== What you will do ==
Lines from the top of the entries through the line that has "of the full size image." must be duplicated exactly, and no others.

== Available data ==
//! Palettized textures.
//!
//! A texture stores one byte per pixel, an index into one of the sixteen
//! palettes of a shared palette block. Smaller mip levels follow the full
//! size image when the stored total size leaves room for them.

use tracing::trace;

use crate::Rc;
use crate::decoder::NodeDecoder;
use crate::error::IResult;
use crate::models::NodeKind;
use crate::models::palette::TexturePalette;
use crate::models::types::RecognizedMinor;
use crate::vector::{Vector2, Vector3};

/// Width of a texture name field.
pub const TEXTURE_NAME_WIDTH: usize = 9;

#[derive(Debug, Clone, PartialEq)]
#[cfg_attr(feature = "serde", derive(serde::Serialize, serde::Deserialize))]
pub struct Texture {
    pub uid: i32,
    pub minor: RecognizedMinor,
    pub width: i32,
    pub height: i32,
    /// Palette indices, full size first, then each successive mip level.
    levels: Vec<Vec<u8>>,
    palette: Rc<TexturePalette>,
}

impl Texture {
    /// Palette indices of every level, full size first.
    pub fn mip_levels(&self) -> &[Vec<u8>] {
        &self.levels
    }

    /// Number of levels including the full size image.
    pub fn mip_level_count(&self) -> usize {
        self.levels.len()
    }

    /// Palette indices of the full size image.
    pub fn pixels(&self) -> &[u8] {
        self.levels.first().map(Vec::as_slice).unwrap_or(&[])
    }

    pub fn palette(&self) -> &Rc<TexturePalette> {
        &self.palette
    }

    /// Full size image resolved through palette `palette`, as little-endian
    /// RGB565 pixels. `None` if the palette index is out of range.
    pub fn to_rgb565(&self, palette: usize) -> Option<Vec<u8>> {
        let colors = self.palette.palette(palette)?;
        Some(
            self.pixels()
                .iter()
                .flat_map(|&index| colors[index as usize].to_le_bytes())
                .collect(),
        )
    }
}

/// Decode a texture body. The cursor sits right after the type tag and
/// minor word.
pub(crate) fn decode<V2: Vector2, V3: Vector3>(
    decoder: &mut NodeDecoder<'_, '_, V2, V3>,
    name_offset: i32,
    minor: i32,
) -> IResult<(String, Texture)> {
    let minor = RecognizedMinor::from_raw(minor);
    if let Some(raw) = minor.unknown() {
        let position = decoder.reader.position();
        decoder.report(&format!(
            "Found unknown texture minor {raw:X} at {position:X}"
        ));
    }

    decoder.read_unknown_use(0, NodeKind::Texture)?;
    let uid = decoder.reader.read_i32()?;
    let palette_address = decoder.reader.read_i32()?;

    let name = if name_offset != 0 {
        decoder.reader.seek(name_offset)?;
        decoder.reader.read_string(TEXTURE_NAME_WIDTH)?
    } else {
        String::new()
    };
    decoder.seek_should_point_here(palette_address, NodeKind::Texture)?;

    let palette_offset = decoder.reader.read_i32()?;
    decoder.read_unknown_use(0, NodeKind::Texture)?;
    let size = decoder.reader.read_i32()?;
    let size_with_mips = decoder.reader.read_i32()?;
    let width = decoder.reader.read_i32()?;
    let height = decoder.reader.read_i32()?;

    let full_size = decoder.count(size, "texture byte");
    let mut levels = vec![decoder.reader.read_bytes(full_size)?];

    let (mut mip_width, mut mip_height) = (width as i64 / 2, height as i64 / 2);
    let mut mip_size = mip_width * mip_height;
    let mut mip_data = size_with_mips as i64 - size as i64;
    while mip_data >= mip_size && mip_size > 0 {
        levels.push(decoder.reader.read_bytes(mip_size as usize)?);
        mip_data -= mip_size;
        mip_width /= 2;
        mip_height /= 2;
        mip_size = mip_width * mip_height;
    }
    trace!(%name, width, height, levels = levels.len(), "decoded texture");

    let palette = decoder.read_palette(palette_offset);
    Ok((
        name,
        Texture {
            uid,
            minor,
            width,
            height,
            levels,
            palette,
        },
    ))
}

#[cfg(test)]
mod tests {
    use super::*;
    use crate::models::palette::{COLOR_COUNT, PALETTE_COUNT};
    use crate::models::{NodeKind, TextureMinor};
    use crate::test_support::{FileBuilder, decode};

    const GO: i32 = 0x100;

    /// Write a named texture. Pixel `i` has index `i`. Returns the node
    /// position and where the caller must patch the palette pointer.
    fn texture(
        file: &mut FileBuilder,
        name: &str,
        width: i32,
        height: i32,
        mip_bytes: i32,
    ) -> (usize, usize) {
        let node = file.i32(0);
        file.i32(20);
        file.i32(0);
        file.i32(0);
        file.i32(0x1234);
        let palette_address_at = file.i32(0);
        // the name sits between the header and the body
        let name_at = file.string(name, TEXTURE_NAME_WIDTH);
        file.patch_ptr(node, name_at);
        let body = file.pos();
        file.patch_ptr(palette_address_at, body);

        let palette_at = file.i32(0);
        file.i32(0);
        let size = width * height;
        file.i32(size);
        file.i32(size + mip_bytes);
        file.i32(width);
        file.i32(height);
        let pixels: Vec<u8> = (0..size).map(|i| i as u8).collect();
        file.bytes(&pixels);
        file.bytes(&vec![0xAA; mip_bytes as usize]);
        (node, palette_at)
    }

    fn palette_block(file: &mut FileBuilder) -> usize {
        let at = file.pos();
        for i in 0..(PALETTE_COUNT * COLOR_COUNT) as u16 {
            file.u16(i);
        }
        at
    }

    #[test]
    fn decodes_pixels_mips_and_palette() {
        let mut file = FileBuilder::modern(2, GO);
        let roots = file.root_table(1);
        // 4x4 + 2x2 + 1x1, with 3 spare bytes too few for another level
        let (node, palette_at) = texture(&mut file, "Tex00001", 4, 4, 4 + 1 + 3);
        let block = palette_block(&mut file);
        file.patch_ptr(palette_at, block);
        file.set_slot(roots, 0, node);
        let bytes = file.finish();

        let (opt, messages) = decode(&bytes);
        assert!(messages.is_empty(), "{messages:?}");
        let (_, node) = opt.find_texture("Tex00001").unwrap();
        assert_eq!(node.name(), "Tex00001");
        let texture = node.payload().texture_ref().unwrap();
        assert_eq!(texture.uid, 0x1234);
        assert_eq!(texture.minor.known(), Some(&TextureMinor::Texture));
        assert_eq!((texture.width, texture.height), (4, 4));
        assert_eq!(texture.mip_level_count(), 3);
        assert_eq!(texture.mip_levels()[1].len(), 4);
        assert_eq!(texture.mip_levels()[2].len(), 1);
        assert_eq!(texture.pixels()[5], 5);
        assert!(!texture.palette().is_absent());

        let rgb = texture.to_rgb565(1).unwrap();
        assert_eq!(rgb.len(), 32);
        // pixel 2 of palette 1 is colour 256 + 2
        assert_eq!(u16::from_le_bytes([rgb[4], rgb[5]]), 258);
        assert!(texture.to_rgb565(16).is_none());
        assert!(texture.to_rgb565(usize::MAX / 256).is_none());
    }

    #[test]
    fn palette_is_shared_by_address() {
        let mut file = FileBuilder::modern(2, GO);
        let roots = file.root_table(2);
        let (first, first_palette) = texture(&mut file, "TexA", 2, 2, 0);
        let (second, second_palette) = texture(&mut file, "TexB", 2, 2, 0);
        let block = palette_block(&mut file);
        file.patch_ptr(first_palette, block);
        file.patch_ptr(second_palette, block);
        file.set_slot(roots, 0, first);
        file.set_slot(roots, 1, second);
        let bytes = file.finish();

        let (opt, _) = decode(&bytes);
        let palettes: Vec<_> = opt
            .textures()
            .map(|(_, texture)| Rc::clone(texture.palette()))
            .collect();
        assert_eq!(palettes.len(), 2);
        assert!(Rc::ptr_eq(&palettes[0], &palettes[1]));
    }

    #[test]
    fn palette_inside_header_is_absent() {
        let mut file = FileBuilder::modern(2, GO);
        let roots = file.root_table(1);
        let (node, palette_at) = texture(&mut file, "TexC", 2, 2, 0);
        file.patch_i32(palette_at, GO - 1);
        file.set_slot(roots, 0, node);
        let bytes = file.finish();

        let (opt, messages) = decode(&bytes);
        assert_eq!(messages.len(), 1, "{messages:?}");
        assert!(messages[0].contains("palette"));
        let (_, texture) = opt.textures().next().unwrap();
        assert!(texture.palette().is_absent());
        assert_eq!(texture.pixels(), [0, 1, 2, 3]);
    }

    #[test]
    fn palette_past_eof_is_absent() {
        let mut file = FileBuilder::modern(2, GO);
        let roots = file.root_table(1);
        let (node, palette_at) = texture(&mut file, "TexD", 2, 2, 0);
        // only part of a palette block
        let block = file.pos();
        file.bytes(&[0; 64]);
        file.patch_ptr(palette_at, block);
        file.set_slot(roots, 0, node);
        let bytes = file.finish();

        let (opt, messages) = decode(&bytes);
        assert_eq!(messages.len(), 1, "{messages:?}");
        let (_, texture) = opt.textures().next().unwrap();
        assert!(texture.palette().is_absent());
    }

    #[test]
    fn unnamed_texture_with_unknown_minor() {
        let mut file = FileBuilder::modern(2, GO);
        let roots = file.root_table(1);
        let node = file.pos();
        file.i32(20);
        file.i32(7);
        file.i32(0);
        file.i32(1);
        let palette_address_at = file.i32(0);
        let body = file.pos();
        file.patch_ptr(palette_address_at, body);
        let palette_at = file.i32(0);
        file.i32(0);
        file.i32(1);
        file.i32(1);
        file.i32(1);
        file.i32(1);
        file.bytes(&[9]);
        let block = palette_block(&mut file);
        file.patch_ptr(palette_at, block);
        file.set_slot(roots, 0, node);
        let bytes = file.finish();

        let (opt, messages) = decode(&bytes);
        assert_eq!(messages.len(), 1, "{messages:?}");
        assert!(messages[0].contains("unknown texture minor 7"));
        let (_, node) = opt.nodes_of_kind(NodeKind::Texture).next().unwrap();
        assert_eq!(node.name(), "");
        let texture = node.payload().texture_ref().unwrap();
        assert_eq!(texture.minor.unknown(), Some(&7));
        assert_eq!(texture.mip_level_count(), 1);
    }
}
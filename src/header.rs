//! Top-of-file header.
//!
//! Two schemas exist. Modern files start with the negated format version
//! followed by the body length (the file length minus an 8-byte prelude).
//! Legacy files start directly with the total file length and are version 0.
//! Both continue with the raw global offset, a 16-bit word of unknown use,
//! and the root part table.

use tracing::debug;

use crate::address::AddressTranslator;
use crate::data::OptReader;
use crate::diagnostics::Diagnostics;
use crate::error::{IResult, OptError};

/// Bytes of the modern header that the declared length does not count.
pub const MODERN_PRELUDE_LENGTH: i64 = 8;
/// Value normally found in the header's unknown-use word.
pub const EXPECTED_UNKNOWN_WORD: i16 = 2;

#[derive(Debug, Clone, Copy, PartialEq, Eq)]
#[cfg_attr(feature = "serde", derive(serde::Serialize, serde::Deserialize))]
pub struct OptHeader {
    /// 0 for the legacy schema.
    pub version: u32,
    /// Total file length the header claims, prelude included.
    pub declared_length: i64,
    pub global_offset: i32,
    pub unknown_word: i16,
    pub root_count: i32,
    /// Stored pointer to the root child-address table.
    pub root_table: i32,
}

impl OptHeader {
    pub fn address(&self) -> AddressTranslator {
        AddressTranslator::new(self.global_offset)
    }

    pub fn is_legacy(&self) -> bool {
        self.version == 0
    }

    /// Parse the header from the start of the file.
    ///
    /// A declared length that disagrees with the real length is reported and
    /// then treated as fatal: nothing after it can be trusted.
    pub fn read(reader: &mut OptReader<'_>, diagnostics: &mut dyn Diagnostics) -> IResult<Self> {
        reader.seek_position(0)?;

        let marker = reader.read_i32()?;
        let (version, declared_length) = if marker < 0 {
            let version = marker
                .checked_neg()
                .ok_or(OptError::InvalidVersion(marker))?;
            let body_length = reader.read_i32()? as i64;
            (version as u32, body_length + MODERN_PRELUDE_LENGTH)
        } else {
            (0, marker as i64)
        };

        if declared_length != reader.len() as i64 {
            let err = OptError::LengthMismatch {
                declared: declared_length,
                actual: reader.len(),
            };
            diagnostics.report(&err.to_string());
            return Err(err);
        }

        // The bytes before the global offset field don't count towards it.
        let consumed = reader.position() as i32;
        let raw_global_offset = reader.read_i32()?;
        let global_offset = raw_global_offset.wrapping_sub(consumed);

        let unknown_word = reader.read_i16()?;
        if unknown_word != EXPECTED_UNKNOWN_WORD {
            diagnostics.report(&format!(
                "Unknown use header word normally containing {EXPECTED_UNKNOWN_WORD:X} contains {unknown_word:X}"
            ));
        }

        let root_count = reader.read_i32()?;
        let root_table = reader.read_i32()?;

        debug!(version, global_offset, root_count, "decoded OPT header");

        Ok(OptHeader {
            version,
            declared_length,
            global_offset,
            unknown_word,
            root_count,
            root_table,
        })
    }
}
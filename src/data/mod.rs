/// Shared winnow parsers for fixed-layout fields
pub mod parser_utils;
/// Pointer-aware cursor over an in-memory OPT file
pub mod reader;

pub use reader::OptReader;
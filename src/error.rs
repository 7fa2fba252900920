use thiserror::Error;

/// Fatal decoding failures. Anything recoverable is reported through a
/// [`Diagnostics`](crate::Diagnostics) sink instead.
#[derive(Error, Debug)]
pub enum OptError {
    #[error("unexpected end of data at 0x{offset:X}: need {need} bytes, have {have}")]
    UnexpectedEof {
        offset: usize,
        need: usize,
        have: usize,
    },
    #[error("stored pointer 0x{pointer:X} resolves to invalid stream position {position}")]
    InvalidPointer { pointer: i64, position: i64 },
    #[error(
        "file length expected is {declared} but actual length is {actual}; file may be corrupt"
    )]
    LengthMismatch { declared: i64, actual: usize },
    #[error("unsupported version marker {0}")]
    InvalidVersion(i32),
    #[error("node nesting exceeds {depth} levels at 0x{offset:X}")]
    RecursionLimit { depth: usize, offset: usize },
    #[error("parse error at 0x{offset:X}: {detail}")]
    Parse { offset: usize, detail: String },
    #[error("IO error")]
    Io(#[from] std::io::Error),
}

impl OptError {
    /// True for errors caused by running out of input, which some payloads
    /// tolerate.
    pub fn is_eof(&self) -> bool {
        matches!(self, OptError::UnexpectedEof { .. })
    }
}

pub type IResult<T> = Result<T, OptError>;
//! Decoder for OPT files, the hierarchical binary 3D model container used by
//! the X-Wing / TIE Fighter / X-Wing Alliance engine.
//!
//! The entry point is [`OptDocument`]. Decoding builds an arena of typed nodes
//! (meshes, vertex tables, textures, hardpoints, LOD groups, part metadata)
//! while tolerating the inconsistencies found in shipped game assets. Every
//! tolerated anomaly is reported through a caller-supplied [`Diagnostics`]
//! sink.
//!
//! ```no_run
//! use xwopt::{OptDocument, NodeKind, TracingDiagnostics};
//!
//! let data = std::fs::read("TIEFTR.OPT").unwrap();
//! let opt: OptDocument = OptDocument::parse(&data, &mut TracingDiagnostics).unwrap();
//! for (_, node) in opt.nodes_of_kind(NodeKind::Texture) {
//!     println!("{}", node.name());
//! }
//! ```

/// Stored pointer <-> stream position translation
pub mod address;
/// Byte-level readers shared by the header and node decoders
pub mod data;
/// The node graph builder
pub mod decoder;
/// Sinks for tolerated anomalies
pub mod diagnostics;
/// The decoded document and its traversals
pub mod document;
/// Error definitions
pub mod error;
/// Top-of-file header parsing
pub mod header;
/// Node payload types, one module per node kind
pub mod models;
/// Generic wrapper for values that may or may not match a known variant.
pub mod recognized;
/// Caller-supplied vector types and how they are read
pub mod vector;

#[cfg(test)]
pub(crate) mod test_support;

pub use address::AddressTranslator;
pub use diagnostics::{Diagnostics, IgnoreDiagnostics, TracingDiagnostics};
pub use document::{OptDocument, ReadOptions};
pub use error::OptError;
pub use header::OptHeader;
pub use models::{Node, NodeId, NodeKind, NodePayload};
pub use recognized::Recognized;
pub use vector::{Vector2, Vector3};

#[cfg(feature = "arc")]
pub type Rc<T> = std::sync::Arc<T>;

#[cfg(not(feature = "arc"))]
pub type Rc<T> = std::rc::Rc<T>;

== Reply ==
//! Palettized textures.
//!
//! A texture stores one byte per pixel, an index into one of the sixteen
//! palettes of a shared palette block. Smaller mip levels follow the full
//! size image when the stored total size leaves room for them.

use tracing::trace;

use crate::Rc;
use crate::decoder::NodeDecoder;
use crate::error::IResult;
use crate::models::NodeKind;
use crate::models::palette::TexturePalette;
use crate::models::types::RecognizedMinor;
use crate::vector::{Vector2, Vector3};

/// Width of a texture name field.
pub const TEXTURE_NAME_WIDTH: usize = 9;

#[derive(Debug, Clone, PartialEq)]
#[cfg_attr(feature = "serde", derive(serde::Serialize, serde::Deserialize))]
pub struct Texture {
    pub uid: i32,
    pub minor: RecognizedMinor,
    pub width: i32,
    pub height: i32,
    /// Palette indices, full size first, then each successive mip level.
    levels: Vec<Vec<u8>>,
    palette: Rc<TexturePalette>,
}

impl Texture {
    /// Palette indices of every level, full size first.
    pub fn mip_levels(&self) -> &[Vec<u8>] {
        &self.levels
    }

    /// Number of levels including the full size image.
    pub fn mip_level_count(&self) -> usize {
        self.levels.len()
    }

    /// Palette indices of the full size image.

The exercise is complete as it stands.